0. Definition of Terms

1. Apocrypha

a) Collection of books found in the Roman Catholic and a few modern non-Catholic Bibles. These books were written roughly two hundred years AFTER the official canon of the Old Testament was finalized by Ezra and the Great Assembly.

2. Biblia Hebraica Stuttgartensia

a) An edition of the Masoretic Text of the Hebrew Bible as preserved in the Leningrad Codex and supplemented by Masoretic and text-critical notes.

3. Dynamic Equivalence

 a) Dynamic (or functional) equivalence attempts to convey the THOUGHT expressed in the source text using equivalent expressions from a contemporary language like English (THOUGHT-FOR-THOUGHT).

4. Formal Equivalence

a) This method attempts to translate the source text WORD-FOR-WORD into another language.

5. Masoretic Text (MT)

a) Considered the authoritative Hebrew bible text of what we today call the Old Testament. The word Masoretic comes from the Hebrew word masora, meaning tradition.

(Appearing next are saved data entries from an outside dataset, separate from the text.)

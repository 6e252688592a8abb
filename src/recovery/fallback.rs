//! Fallback planner
//!
//! Static adjacency table mapping a failed tool to alternates worth
//! trying, with arguments adapted from the failed call. The executor
//! filters suggestions against the live registry before attempting any.

use crate::recovery::types::FallbackSuggestion;
use serde_json::{json, Map, Value};
use std::path::Path;

/// Plans fallback substitutions for exhausted tool calls
#[derive(Debug, Clone, Default)]
pub struct FallbackPlanner;

impl FallbackPlanner {
    /// Create a planner over the built-in adjacency table
    pub fn new() -> Self {
        Self
    }

    /// Ordered fallback suggestions for a failed tool
    ///
    /// Returns an empty list when the tool has no useful neighbors.
    pub fn suggestions(
        &self,
        tool_name: &str,
        arguments: &Map<String, Value>,
    ) -> Vec<FallbackSuggestion> {
        match tool_name {
            "web_search" => self.web_search_fallbacks(arguments),
            "read_file" => self.read_file_fallbacks(arguments),
            "http_request" => self.http_request_fallbacks(arguments),
            "list_dir" => self.list_dir_fallbacks(arguments),
            _ => Vec::new(),
        }
    }

    /// A failed search can often be served by fetching a search page
    /// through the generic HTTP tool.
    fn web_search_fallbacks(&self, arguments: &Map<String, Value>) -> Vec<FallbackSuggestion> {
        let Some(query) = arguments.get("query").and_then(Value::as_str) else {
            return Vec::new();
        };

        let mut args = Map::new();
        args.insert(
            "url".to_string(),
            json!(format!("https://duckduckgo.com/html/?q={}", encode_query(query))),
        );

        vec![FallbackSuggestion {
            tool_name: "http_request".to_string(),
            arguments: args,
            rationale: "Fetch the search results page directly over HTTP".to_string(),
            substitute: true,
        }]
    }

    /// A failed read usually means the path is wrong; listing the
    /// containing directory locates the file.
    fn read_file_fallbacks(&self, arguments: &Map<String, Value>) -> Vec<FallbackSuggestion> {
        let path = arguments
            .get("path")
            .or_else(|| arguments.get("file_path"))
            .and_then(Value::as_str);
        let Some(path) = path else {
            return Vec::new();
        };

        let parent = Path::new(path)
            .parent()
            .filter(|p| !p.as_os_str().is_empty())
            .map(|p| p.to_string_lossy().to_string())
            .unwrap_or_else(|| ".".to_string());

        let mut args = Map::new();
        args.insert("path".to_string(), json!(parent));

        vec![FallbackSuggestion {
            tool_name: "list_dir".to_string(),
            arguments: args,
            rationale: "List the containing directory to locate the file".to_string(),
            substitute: false,
        }]
    }

    fn http_request_fallbacks(&self, arguments: &Map<String, Value>) -> Vec<FallbackSuggestion> {
        let Some(url) = arguments.get("url").and_then(Value::as_str) else {
            return Vec::new();
        };

        let mut args = Map::new();
        args.insert("query".to_string(), json!(url));

        vec![FallbackSuggestion {
            tool_name: "web_search".to_string(),
            arguments: args,
            rationale: "Search for the page instead of fetching it directly".to_string(),
            substitute: true,
        }]
    }

    /// A failed listing steps up one directory level.
    fn list_dir_fallbacks(&self, arguments: &Map<String, Value>) -> Vec<FallbackSuggestion> {
        let Some(path) = arguments.get("path").and_then(Value::as_str) else {
            return Vec::new();
        };

        let parent = Path::new(path)
            .parent()
            .filter(|p| !p.as_os_str().is_empty())
            .map(|p| p.to_string_lossy().to_string());
        let Some(parent) = parent else {
            return Vec::new();
        };

        let mut args = Map::new();
        args.insert("path".to_string(), json!(parent));

        vec![FallbackSuggestion {
            tool_name: "list_dir".to_string(),
            arguments: args,
            rationale: "List the parent directory instead".to_string(),
            substitute: false,
        }]
    }
}

/// Minimal percent-encoding for query strings
fn encode_query(query: &str) -> String {
    let mut out = String::with_capacity(query.len());
    for byte in query.bytes() {
        match byte {
            b'A'..=b'Z' | b'a'..=b'z' | b'0'..=b'9' | b'-' | b'_' | b'.' | b'~' => {
                out.push(byte as char)
            }
            b' ' => out.push('+'),
            _ => out.push_str(&format!("%{:02X}", byte)),
        }
    }
    out
}
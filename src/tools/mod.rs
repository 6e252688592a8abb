//! Tool execution engine
//!
//! - `types`: data model (definitions, calls, batches, schemas)
//! - `registry`: name → definition lookup and schema export
//! - `security`: input sanitization and the path jail
//! - `retry`: retry decisions and backoff
//! - `executor`: the per-call protocol and batch orchestration
//! - `runtime`: the wired-together facade
//! - `implementations`: the builtin tool set

pub mod executor;
pub mod implementations;
pub mod registry;
pub mod retry;
pub mod runtime;
pub mod security;
pub mod types;

pub use executor::{ExecutionConfig, ToolExecutor, ToolRequest};
pub use registry::ToolRegistry;
pub use retry::{RetryConfig, RetryPolicy};
pub use runtime::ToolRuntime;
pub use security::{InputSanitizer, PathJail, SanitizerConfig};
pub use types::{
    Arguments, ParameterType, ToolCall, ToolCategory, ToolDefinition, ToolHandler, ToolParameter,
    ToolResult,
};
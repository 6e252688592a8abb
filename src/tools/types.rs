//! Tool execution types and structures
//!
//! Core data model for tool definitions, invocation records, and
//! function-calling schema export.

use crate::errors::{Result, ToolError};
use chrono::{DateTime, Utc};
use futures_util::future::BoxFuture;
use serde::{Deserialize, Serialize};
use serde_json::{json, Map, Value};
use std::fmt;
use std::future::Future;
use std::sync::Arc;
use std::time::Duration;

/// Keyword-argument map passed to tool callables
pub type Arguments = Map<String, Value>;

/// JSON Schema type of a tool parameter
#[derive(Debug, Clone, Copy, PartialEq, Eq, Serialize, Deserialize)]
#[serde(rename_all = "lowercase")]
pub enum ParameterType {
    String,
    Integer,
    Number,
    Boolean,
    Array,
    Object,
}

impl ParameterType {
    /// JSON Schema type name
    pub fn as_str(&self) -> &'static str {
        match self {
            ParameterType::String => "string",
            ParameterType::Integer => "integer",
            ParameterType::Number => "number",
            ParameterType::Boolean => "boolean",
            ParameterType::Array => "array",
            ParameterType::Object => "object",
        }
    }
}

/// One named parameter of a tool
#[derive(Debug, Clone, Serialize, Deserialize)]
pub struct ToolParameter {
    /// Parameter name (must match the callable's keyword)
    pub name: String,

    /// JSON Schema type
    pub param_type: ParameterType,

    /// Parameter description shown to the model
    pub description: String,

    /// Whether the parameter is required
    pub required: bool,

    /// Default value used when the argument is omitted
    #[serde(default, skip_serializing_if = "Option::is_none")]
    pub default: Option<Value>,

    /// Enum constraint: the only values the argument may take
    #[serde(default, skip_serializing_if = "Option::is_none")]
    pub allowed_values: Option<Vec<String>>,
}

impl ToolParameter {
    /// Create a required parameter
    pub fn required(
        name: impl Into<String>,
        param_type: ParameterType,
        description: impl Into<String>,
    ) -> Self {
        Self {
            name: name.into(),
            param_type,
            description: description.into(),
            required: true,
            default: None,
            allowed_values: None,
        }
    }

    /// Create an optional parameter
    pub fn optional(
        name: impl Into<String>,
        param_type: ParameterType,
        description: impl Into<String>,
    ) -> Self {
        Self {
            name: name.into(),
            param_type,
            description: description.into(),
            required: false,
            default: None,
            allowed_values: None,
        }
    }

    /// Set default value
    pub fn with_default(mut self, default: Value) -> Self {
        self.default = Some(default);
        self
    }

    /// Constrain the argument to a fixed set of values
    pub fn with_allowed_values(mut self, values: Vec<String>) -> Self {
        self.allowed_values = Some(values);
        self
    }

    /// Render this parameter as a JSON Schema property
    pub fn json_schema(&self) -> Value {
        let mut prop = Map::new();
        prop.insert("type".to_string(), json!(self.param_type.as_str()));
        prop.insert("description".to_string(), json!(self.description));
        if let Some(values) = &self.allowed_values {
            prop.insert("enum".to_string(), json!(values));
        }
        if let Some(default) = &self.default {
            prop.insert("default".to_string(), default.clone());
        }
        Value::Object(prop)
    }
}
//! HTTP tool implementation
//!
//! Generic HTTP fetch with timeout enforcement and a response size cap.
//! Non-success statuses become errors whose text carries the status
//! line, so the classifier can type them (404 → resource, 403 →
//! permission, 429 → rate limit).

use crate::errors::{Result, ToolError};
use serde_json::{json, Value};
use std::time::Duration;

/// Maximum response body size returned to the model (256KB)
pub const MAX_BODY_BYTES: usize = 262_144;

/// Fetch a URL
pub async fn http_request(url: &str, method: &str, timeout_seconds: u64) -> Result<Value> {
    let client = reqwest::Client::builder()
        .timeout(Duration::from_secs(timeout_seconds))
        .build()?;

    let request = match method.to_uppercase().as_str() {
        "GET" => client.get(url),
        "POST" => client.post(url),
        "HEAD" => client.head(url),
        other => {
            return Err(ToolError::ValidationError(format!(
                "Unsupported HTTP method: {}",
                other
            )));
        }
    };

    let response = request.send().await?;
    let status = response.status();

    if !status.is_success() {
        return Err(ToolError::Generic(format!(
            "HTTP {} {}",
            status.as_u16(),
            status.canonical_reason().unwrap_or("error")
        )));
    }

    let mut body = response.text().await?;
    if body.len() > MAX_BODY_BYTES {
        body.truncate(MAX_BODY_BYTES);
        body.push_str("\n[truncated]");
    }

    Ok(json!({
        "status": status.as_u16(),
        "body": body,
    }))
}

b) The text itself is based on the Masora, the textual tradition and marginal notes of the Levitical scholars known as Masoretes. The Masoretes were active from about 500 to 950 A.D. They continued the work of earlier Aaronic priests and Levitical scribes known as the Sopherim, who were appointed by Ezra the prophet as the official guardians of the Hebrew text after its canonization around the 500s to 400s B.C.

6. Novum Testamentum Graece

a) Latin name of the Greek-language version of the New Testament, which was first published by Erasmus in 1516 A.D. Today, this term usually refers to the Nestle-Aland editions, which are named after the scholars who led the critical editing work. 

7. Septuagint 

a) The word Septuagint, which means "seventy," is a Greek of the Hebrew-based Old Testament. Also called the LXX (the Roman numeral for 70), the text is believed to be the work of seventy Jewish scholars that assembled in Alexandria, Egypt around 285 to 247 B.C. The Septuagint includes the books of the Apocrypha. 

8. Textus Receptus 

a) Textus Receptus, which is Latin for "received text," is also known as the Stephens Greek Text of 1550 A.D. The Stephens text was one of the Reformation's printed editions of the Greek New Testament. The Textus Receptus was the base for the original German Luther Bible, the New Testament into English by William Tyndale, the KJV and others. 

9. Vulgate (Latin Vulgate) 

a) A 4th century A.D. Latin translation of the Bible by Jerome, a Greek and Latin scholar who was commissioned by Roman Catholic Pope Damasus I. The Vulgate included the fourteen books of the Apocrypha. It was considered the definitive edition of the scriptures up until the 1530s.